A way to unlock the bootblock would be to modify a firmware update to have a copy of bootblock without protection. For this you need to compress the modified block to fit into original space. The compression used is Lempel-Ziv- Huffman variant. I've written a compressor for it but unfortunately it's not performant enough.
- To find exactly where it's divided run that command(the example below is on another laptop):
[root@N71Jq ~]# flashrom -r bios.bin -pinternal:laptop=force_I_want_a_brick flashrom v0.9.6.1-r1564 on Linux 3.8.2-1-LIBRE (x86_64) flashrom is free software, get the source code at http://www.flashrom.org Calibrating delay loop... OK. ======================================================================== WARNING! You may be running flashrom on an unsupported laptop. We could not detect this for sure because your vendor has not setup the SMBIOS tables correctly. You can enforce execution by adding '-p internal:laptop=this_is_not_a_laptop' to the command line, but please read the following warning if you are not sure. Laptops, notebooks and netbooks are difficult to support and we recommend to use the vendor flashing utility. The embedded controller (EC) in these machines often interacts badly with flashing. See http://www.flashrom.org/Laptops for details. If flash is shared with the EC, erase is guaranteed to brick your laptop and write may brick your laptop. Read and probe may irritate your EC and cause fan failure, backlight failure and sudden poweroff. You have been warned. ======================================================================== Proceeding anyway because user forced us to. Found chipset "Intel HM55". This chipset is marked as untested. If you are using an up-to-date version of flashrom *and* were (not) able to successfully update your firmware with it, then please email a report to flashrom@flashrom.org including a verbose (-V) log. Thank you! Enabling flash write... FREG0: WARNING: Flash Descriptor region (0x00000000-0x00000fff) is read-only. FREG2: WARNING: Management Engine region (0x00003000-0x001fffff) is locked. Please send a verbose log to flashrom@flashrom.org if this board is not listed on http://flashrom.org/Supported_hardware#Supported_mainboards yet. Writes have been disabled. You can enforce write support with the ich_spi_force programmer option, but it will most likely harm your hardware! If you force flashrom you will get no support if something breaks. OK. Found SST flash chip "SST25VF032B" (4096 kB, SPI) at physical address 0xffc00000. Reading flash... Transaction error! Read operation failed! FAILED.
it will print the ME regions:
FREG2: WARNING: Management Engine region (0x00003000-0x001fffff) is locked.
it will also print the chip:
Found SST flash chip "SST25VF032B" (4096 kB, SPI) at physical address 0xffc00000.
=> verify if its voltage match with the programmer voltage...
- Then man flashrom says:
-l, --layout <file> Read ROM layout from <file>. flashrom supports ROM layouts.

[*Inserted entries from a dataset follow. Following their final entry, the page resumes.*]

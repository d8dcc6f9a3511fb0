pub mod decode;
pub mod fonts;
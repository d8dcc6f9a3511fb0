use std::path::PathBuf;

use crate::{assets::fonts::FontSet, render::background::Background};

/// Inputs a render pass needs besides the order itself.
#[derive(Clone, Debug, Default)]
pub struct RenderSettings {
    pub background: Background,
    /// Extra font directory. Falls back to `BAGEL_TEE_FONT_DIR` when unset.
    pub font_dir: Option<PathBuf>,
}

impl RenderSettings {
    pub fn with_background(mut self, background: Background) -> Self {
        self.background = background;
        self
    }

    pub fn with_font_dir(mut self, dir: impl Into<PathBuf>) -> Self {
        self.font_dir = Some(dir.into());
        self
    }

    pub fn load_fonts(&self) -> FontSet {
        FontSet::load(self.font_dir.as_deref())
    }
}
use resvg::tiny_skia;

use crate::{
    assets::fonts::FontSet,
    foundation::error::{BagelError, BagelResult},
    render::surface::Surface,
};

/// Parse `svg` and composite it over whatever `surface` already holds.
pub fn rasterize_svg_onto(surface: &mut Surface, svg: &str, fonts: &FontSet) -> BagelResult<()> {
    let opts = fonts.svg_options();
    let tree = usvg::Tree::from_str(svg, &opts)
        .map_err(|e| BagelError::render(format!("text scene parse failed: {e}")))?;

    let canvas = surface.canvas();
    let size = tree.size();
    if size.width().round() as u32 != canvas.width || size.height().round() as u32 != canvas.height
    {
        return Err(BagelError::render(format!(
            "text scene is {}x{}, surface is {}x{}",
            size.width(),
            size.height(),
            canvas.width,
            canvas.height
        )));
    }

    resvg::render(
        &tree,
        tiny_skia::Transform::identity(),
        &mut surface.pixmap_mut().as_mut(),
    );
    Ok(())
}

#[cfg(test)]
#[path = "../../tests/unit/render/raster.rs"]
mod tests;
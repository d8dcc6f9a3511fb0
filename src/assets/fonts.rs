use std::{
    path::{Path, PathBuf},
    sync::Arc,
};

/// Environment variable naming an extra directory of `.ttf`/`.otf`/`.ttc` files.
pub const FONT_DIR_ENV: &str = "BAGEL_TEE_FONT_DIR";

/// Font stack requested by the shirt text.
pub const FONT_FAMILY: &str = "'Helvetica Neue', Arial, sans-serif";

/// Shared font database for text rasterization.
///
/// System fonts are always loaded; an explicit directory (or [`FONT_DIR_ENV`]) is added on top
/// so renders can be pinned to vendored fonts.
#[derive(Clone)]
pub struct FontSet {
    db: Arc<usvg::fontdb::Database>,
}

impl std::fmt::Debug for FontSet {
    fn fmt(&self, f: &mut std::fmt::Formatter<'_>) -> std::fmt::Result {
        f.debug_struct("FontSet")
            .field("faces", &self.db.len())
            .finish()
    }
}

impl FontSet {
    pub fn load(font_dir: Option<&Path>) -> Self {
        let mut db = usvg::fontdb::Database::new();
        db.load_system_fonts();

        let env_dir = std::env::var_os(FONT_DIR_ENV).map(PathBuf::from);
        if let Some(dir) = font_dir.or(env_dir.as_deref()) {
            load_fonts_from_dir(&mut db, dir);
        }

        tracing::debug!(faces = db.len(), "font database loaded");
        Self { db: Arc::new(db) }
    }

    pub fn face_count(&self) -> usize {
        self.db.len()
    }

    pub fn is_empty(&self) -> bool {
        self.db.is_empty()
    }

    pub(crate) fn svg_options(&self) -> usvg::Options<'static> {
        usvg::Options {
            fontdb: Arc::clone(&self.db),
            font_resolver: make_font_resolver(),
            ..Default::default()
        }
    }
}

fn load_fonts_from_dir(db: &mut usvg::fontdb::Database, dir: &Path) {
    let Ok(rd) = std::fs::read_dir(dir) else {
        tracing::warn!(dir = %dir.display(), "font directory is not readable");
        return;
    };

    for entry in rd.flatten() {
        let path = entry.path();
        if !path.is_file() {
            continue;
        }
        let Some(ext) = path.extension().and_then(|s| s.to_str()) else {
            continue;
        };
        let ext = ext.to_ascii_lowercase();
        if ext != "ttf" && ext != "otf" && ext != "ttc" {
            continue;
        }
        if let Err(e) = db.load_font_file(&path) {
            tracing::warn!(path = %path.display(), error = %e, "skipping unreadable font");
        }
    }
}

/// Resolve the requested stack, then generic families, then any face at all, so text is
/// never silently dropped on machines without Helvetica or Arial.
fn make_font_resolver() -> usvg::FontResolver<'static> {
    use usvg::FontResolver;

    FontResolver {
        select_font: Box::new(|font, fontdb| {
            let mut families = Vec::<usvg::fontdb::Family<'_>>::new();
            for family in font.families() {
                families.push(match family {
                    usvg::FontFamily::Serif => usvg::fontdb::Family::Serif,
                    usvg::FontFamily::SansSerif => usvg::fontdb::Family::SansSerif,
                    usvg::FontFamily::Cursive => usvg::fontdb::Family::Cursive,
                    usvg::FontFamily::Fantasy => usvg::fontdb::Family::Fantasy,
                    usvg::FontFamily::Monospace => usvg::fontdb::Family::Monospace,
                    usvg::FontFamily::Named(s) => usvg::fontdb::Family::Name(s),
                });
            }
            families.push(usvg::fontdb::Family::SansSerif);

            let style = match font.style() {
                usvg::FontStyle::Normal => usvg::fontdb::Style::Normal,
                usvg::FontStyle::Italic => usvg::fontdb::Style::Italic,
                usvg::FontStyle::Oblique => usvg::fontdb::Style::Oblique,
            };

            let query = usvg::fontdb::Query {
                families: &families,
                weight: usvg::fontdb::Weight(font.weight()),
                stretch: usvg::fontdb::Stretch::Normal,
                style,
            };

            if let Some(id) = fontdb.query(&query) {
                return Some(id);
            }
            fontdb.faces().next().map(|f| f.id)
        }),
        select_fallback: FontResolver::default_fallback_selector(),
    }
}

#[cfg(test)]
#[path = "../../tests/unit/assets/fonts.rs"]
mod tests;
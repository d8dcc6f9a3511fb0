use super::*;
use crate::{
    foundation::core::Rgb8,
    render::scene::{OUTLINE, TextLine},
};

fn line(text: &str, outline: bool) -> TextLine {
    TextLine {
        text: text.into(),
        center_x: 50.0,
        center_y: 25.5,
        font_size_px: 12.0,
        fill: Rgb8::from_u32(0x4ECDC4),
        outline: outline.then_some(OUTLINE),
    }
}

#[test]
fn escapes_markup_characters() {
    assert_eq!(
        escape_xml(r#"Tom & "Jerry" <3 O'Neil"#),
        "Tom &amp; &quot;Jerry&quot; &lt;3 O&apos;Neil"
    );
}

#[test]
fn document_matches_canvas() {
    let svg = scene_svg(Canvas::new(100, 50).unwrap(), &[]);
    assert!(svg.starts_with(r#"<svg xmlns="http://www.w3.org/2000/svg" xml:space="preserve" width="100" height="50""#));
    assert!(svg.ends_with("</svg>"));
    assert!(!svg.contains("<text"));
}

#[test]
fn text_element_carries_style() {
    let svg = scene_svg(Canvas::new(100, 50).unwrap(), &[line("Ham &", false)]);
    assert!(svg.contains(r#"x="50.000" y="25.500""#));
    assert!(svg.contains(r#"font-weight="bold""#));
    assert!(svg.contains(r#"text-anchor="middle""#));
    assert!(svg.contains(r#"dominant-baseline="central""#));
    assert!(svg.contains(r##"fill="#4ECDC4""##));
    assert!(svg.contains(">Ham &amp;</text>"));
    assert!(!svg.contains("stroke="));
}

#[test]
fn outlined_text_strokes_beneath_fill() {
    let svg = scene_svg(Canvas::new(100, 50).unwrap(), &[line("Cream Cheese", true)]);
    assert!(svg.contains(r##"stroke="#D3D3D3""##));
    assert!(svg.contains(r#"paint-order="stroke""#));
}

#[test]
fn scene_parses_as_svg() {
    let svg = scene_svg(
        Canvas::new(100, 50).unwrap(),
        &[line("Tom's <Bagel>", true)],
    );
    let opts = usvg::Options::default();
    assert!(usvg::Tree::from_str(&svg, &opts).is_ok());
}

#[test]
fn repeated_spaces_survive_parsing() {
    let svg = scene_svg(Canvas::new(200, 50).unwrap(), &[line("Ann  Marie", false)]);
    assert!(svg.contains(">Ann  Marie</text>"));

    // Text nodes are only kept when some font resolves.
    let tree = usvg::Tree::from_str(&svg, &usvg::Options::default()).unwrap();
    if let Some(usvg::Node::Text(text)) = tree.root().children().first() {
        assert_eq!(text.chunks()[0].text(), "Ann  Marie");
    }
}
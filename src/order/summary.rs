use crate::{order::model::Order, vocab::table::OptionKey};

/// Separator between the summary's top-level parts.
pub const PART_SEPARATOR: &str = " • ";
/// Separator between add-on names.
pub const ADD_ON_SEPARATOR: &str = " + ";

/// One-line order description used for confirmation and as the cart line-item label.
///
/// Parts, in order: base name, `Toasted`, shmear (unless none), then every add-on (egg, meat,
/// cheese, veggies, condiments) joined with [`ADD_ON_SEPARATOR`].
pub fn summary(order: &Order) -> String {
    let mut parts = Vec::<String>::with_capacity(4);
    parts.push(order.base.display_name().into_owned());

    if order.toasted {
        parts.push("Toasted".to_string());
    }

    if !order.shmear.is_none() {
        parts.push(order.shmear.display_name().into_owned());
    }

    let mut add_ons = Vec::<String>::new();
    add_ons.extend(order.egg.map(|e| e.display_name().into_owned()));
    add_ons.extend(order.meat.map(|m| m.display_name().into_owned()));
    add_ons.extend(order.cheese.map(|c| c.display_name().into_owned()));
    add_ons.extend(order.veggies.iter().map(|v| v.display_name().into_owned()));
    add_ons.extend(order.condiments.iter().map(|c| c.display_name().into_owned()));

    if !add_ons.is_empty() {
        parts.push(add_ons.join(ADD_ON_SEPARATOR));
    }

    parts.join(PART_SEPARATOR)
}

#[cfg(test)]
#[path = "../../tests/unit/order/summary.rs"]
mod tests;
use std::{path::PathBuf, sync::Arc};

use resvg::tiny_skia;

use crate::{
    assets::decode::{PreparedImage, decode_image, load_image},
    foundation::{
        core::{Rect, Rgb8, Size},
        error::BagelResult,
    },
    render::surface::Surface,
};

/// Where a mockup image comes from.
#[derive(Clone, Debug)]
pub enum ImageSource {
    Path(PathBuf),
    Bytes(Arc<Vec<u8>>),
}

impl ImageSource {
    pub fn load(&self) -> BagelResult<PreparedImage> {
        match self {
            Self::Path(path) => load_image(path),
            Self::Bytes(bytes) => decode_image(bytes),
        }
    }
}

/// What the renderer paints before any text.
#[derive(Clone, Debug, Default)]
pub enum Background {
    /// Leave the surface untouched (print artifacts keep an alpha channel).
    #[default]
    Transparent,
    Solid(Rgb8),
    /// Mockup image, contained and centered. Falls back to white if it cannot be loaded.
    Image(ImageSource),
}

/// Color painted when a background image cannot be loaded.
pub const FALLBACK_FILL: Rgb8 = Rgb8::WHITE;

/// Largest rect with `src`'s aspect ratio that fits inside `dst`, centered.
pub fn contain_rect(src: Size, dst: Size) -> Rect {
    if src.width <= 0.0 || src.height <= 0.0 {
        return Rect::ZERO;
    }
    let src_aspect = src.width / src.height;
    let dst_aspect = dst.width / dst.height;

    let (w, h) = if src_aspect > dst_aspect {
        (dst.width, dst.width / src_aspect)
    } else {
        (dst.height * src_aspect, dst.height)
    };
    let x = (dst.width - w) / 2.0;
    let y = (dst.height - h) / 2.0;
    Rect::new(x, y, x + w, y + h)
}

/// Paint `background` onto `surface`. Image load failures are recovered here and never
/// reach the caller.
pub fn draw_background(surface: &mut Surface, background: &Background) {
    match background {
        Background::Transparent => {}
        Background::Solid(color) => surface.fill(*color),
        Background::Image(source) => {
            let drawn = source
                .load()
                .and_then(|img| draw_contained(surface, &img));
            if let Err(error) = drawn {
                tracing::warn!(%error, ?source, "background image unavailable, using flat fill");
                surface.fill(FALLBACK_FILL);
            }
        }
    }
}

fn draw_contained(surface: &mut Surface, img: &PreparedImage) -> BagelResult<()> {
    let src = img.to_pixmap()?;
    let dst = contain_rect(
        Size::new(f64::from(img.width), f64::from(img.height)),
        surface.canvas().size(),
    );
    let sx = (dst.width() / f64::from(img.width)) as f32;
    let sy = (dst.height() / f64::from(img.height)) as f32;
    let transform = tiny_skia::Transform::from_row(sx, 0.0, 0.0, sy, dst.x0 as f32, dst.y0 as f32);

    let paint = tiny_skia::PixmapPaint {
        quality: tiny_skia::FilterQuality::Bicubic,
        ..Default::default()
    };
    surface
        .pixmap_mut()
        .draw_pixmap(0, 0, src.as_ref(), &paint, transform, None);
    Ok(())
}

#[cfg(test)]
#[path = "../../tests/unit/render/background.rs"]
mod tests;
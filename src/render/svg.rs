use std::fmt::Write as _;

use crate::{
    assets::fonts::FONT_FAMILY,
    foundation::core::Canvas,
    render::scene::TextLine,
};

/// Escape text for use in XML character data and attribute values.
pub fn escape_xml(text: &str) -> String {
    let mut out = String::with_capacity(text.len());
    for c in text.chars() {
        match c {
            '&' => out.push_str("&amp;"),
            '<' => out.push_str("&lt;"),
            '>' => out.push_str("&gt;"),
            '"' => out.push_str("&quot;"),
            '\'' => out.push_str("&apos;"),
            c => out.push(c),
        }
    }
    out
}

/// Serialize planned lines as an SVG document the size of `canvas`. Whitespace inside lines is
/// kept as written.
pub fn scene_svg(canvas: Canvas, lines: &[TextLine]) -> String {
    let (w, h) = (canvas.width, canvas.height);
    let mut svg = String::with_capacity(256 + lines.len() * 256);
    let _ = write!(
        svg,
        r#"<svg xmlns="http://www.w3.org/2000/svg" xml:space="preserve" width="{w}" height="{h}" viewBox="0 0 {w} {h}">"#
    );

    for line in lines {
        let _ = write!(
            svg,
            r#"<text x="{:.3}" y="{:.3}" font-family="{}" font-weight="bold" font-size="{:.3}" text-anchor="middle" dominant-baseline="central" fill="{}""#,
            line.center_x,
            line.center_y,
            FONT_FAMILY,
            line.font_size_px,
            line.fill,
        );
        if let Some(outline) = line.outline {
            let _ = write!(
                svg,
                r#" stroke="{}" stroke-width="{:.3}" paint-order="stroke""#,
                outline.color, outline.width_px,
            );
        }
        let _ = write!(svg, ">{}</text>", escape_xml(&line.text));
    }

    svg.push_str("</svg>");
    svg
}

#[cfg(test)]
#[path = "../../tests/unit/render/svg.rs"]
mod tests;
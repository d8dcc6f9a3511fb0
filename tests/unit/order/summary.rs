use super::*;
use crate::order::options::{
    BagelBase, Cheese, Condiment, EggStyle, Meat, Shmear, Veggie,
};

#[test]
fn plain_default_is_just_bagel() {
    assert_eq!(summary(&Order::default()), "Bagel");
}

#[test]
fn full_order_lists_every_part() {
    let mut o = Order {
        base: BagelBase::Everything,
        toasted: true,
        shmear: Shmear::Scallion,
        egg: Some(EggStyle::Scrambled),
        meat: Some(Meat::Lox),
        cheese: Some(Cheese::PepperJack),
        ..Order::default()
    };
    o.veggies.insert(Veggie::Capers);
    o.veggies.insert(Veggie::RedOnion);
    o.condiments.insert(Condiment::Pepper);

    assert_eq!(
        summary(&o),
        "Everything • Toasted • Scallion Cream Cheese • \
         Scrambled Eggs + Lox + Pepper Jack Cheese + Red Onion + Capers + Pepper"
    );
}

#[test]
fn summary_never_contains_render_line_breaks() {
    let o = Order {
        base: BagelBase::WholeWheat,
        shmear: Shmear::GarlicHerb,
        ..Order::default()
    };
    let s = summary(&o);
    assert_eq!(s, "Whole Wheat • Garlic Herb Cream Cheese");
    assert!(!s.contains('\n'));
}
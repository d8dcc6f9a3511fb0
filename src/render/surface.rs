use resvg::tiny_skia;

use crate::foundation::{
    core::{Canvas, Rgb8},
    error::{BagelError, BagelResult},
};

/// Read-back of a surface's pixels.
#[derive(Clone, Debug)]
pub struct FrameRGBA {
    pub width: u32,
    pub height: u32,
    pub data: Vec<u8>,
    pub premultiplied: bool,
}

/// Drawing surface a render pass paints into.
pub struct Surface {
    canvas: Canvas,
    pixmap: tiny_skia::Pixmap,
}

impl std::fmt::Debug for Surface {
    fn fmt(&self, f: &mut std::fmt::Formatter<'_>) -> std::fmt::Result {
        f.debug_struct("Surface")
            .field("canvas", &self.canvas)
            .finish_non_exhaustive()
    }
}

impl Surface {
    /// Allocate a transparent surface. Fails when the runtime cannot provide a pixel buffer
    /// of this size.
    pub fn new(canvas: Canvas) -> BagelResult<Self> {
        let pixmap = tiny_skia::Pixmap::new(canvas.width, canvas.height).ok_or_else(|| {
            BagelError::surface_unavailable(format!(
                "cannot allocate a {}x{} surface",
                canvas.width, canvas.height
            ))
        })?;
        Ok(Self { canvas, pixmap })
    }

    pub fn canvas(&self) -> Canvas {
        self.canvas
    }

    pub fn clear(&mut self) {
        self.pixmap.fill(tiny_skia::Color::TRANSPARENT);
    }

    pub fn fill(&mut self, color: Rgb8) {
        self.pixmap
            .fill(tiny_skia::Color::from_rgba8(color.r, color.g, color.b, 255));
    }

    /// Straight-alpha RGBA at `(x, y)`.
    pub fn pixel(&self, x: u32, y: u32) -> Option<[u8; 4]> {
        let c = self.pixmap.pixel(x, y)?.demultiply();
        Some([c.red(), c.green(), c.blue(), c.alpha()])
    }

    pub fn to_frame(&self) -> FrameRGBA {
        FrameRGBA {
            width: self.canvas.width,
            height: self.canvas.height,
            data: self.pixmap.data().to_vec(),
            premultiplied: true,
        }
    }

    /// Row-major straight-alpha RGBA8, as image encoders expect.
    pub fn to_straight_rgba8(&self) -> Vec<u8> {
        let mut out = Vec::with_capacity(self.pixmap.data().len());
        for px in self.pixmap.pixels() {
            let c = px.demultiply();
            out.extend_from_slice(&[c.red(), c.green(), c.blue(), c.alpha()]);
        }
        out
    }

    pub(crate) fn pixmap_mut(&mut self) -> &mut tiny_skia::Pixmap {
        &mut self.pixmap
    }
}

#[cfg(test)]
#[path = "../../tests/unit/render/surface.rs"]
mod tests;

This allows you to flash certain parts of the flash chip only. A ROM layout file contains multiple lines with the following syntax: startaddr:endaddr imagename startaddr and endaddr are hexadecimal addresses within the ROM file and do not refer to any physical address. Please note that using a 0x prefix for those hexadecimal numbers is not necessary, but you can't specify decimal/octal numbers. imagename is an arbitrary name for the region/image from startaddr to endaddr (both addresses included). Example: 00000000:00008fff gfxrom 00009000:0003ffff normal 00040000:0007ffff fallback If you only want to update the image named normal in a ROM based on the layout above, run flashrom -p prog --layout rom.layout --image normal -w some.rom To update only the images named normal and fallback, run: flashrom -p prog -l rom.layout -i normal -i fallback -w some.rom Overlapping sections are not supported.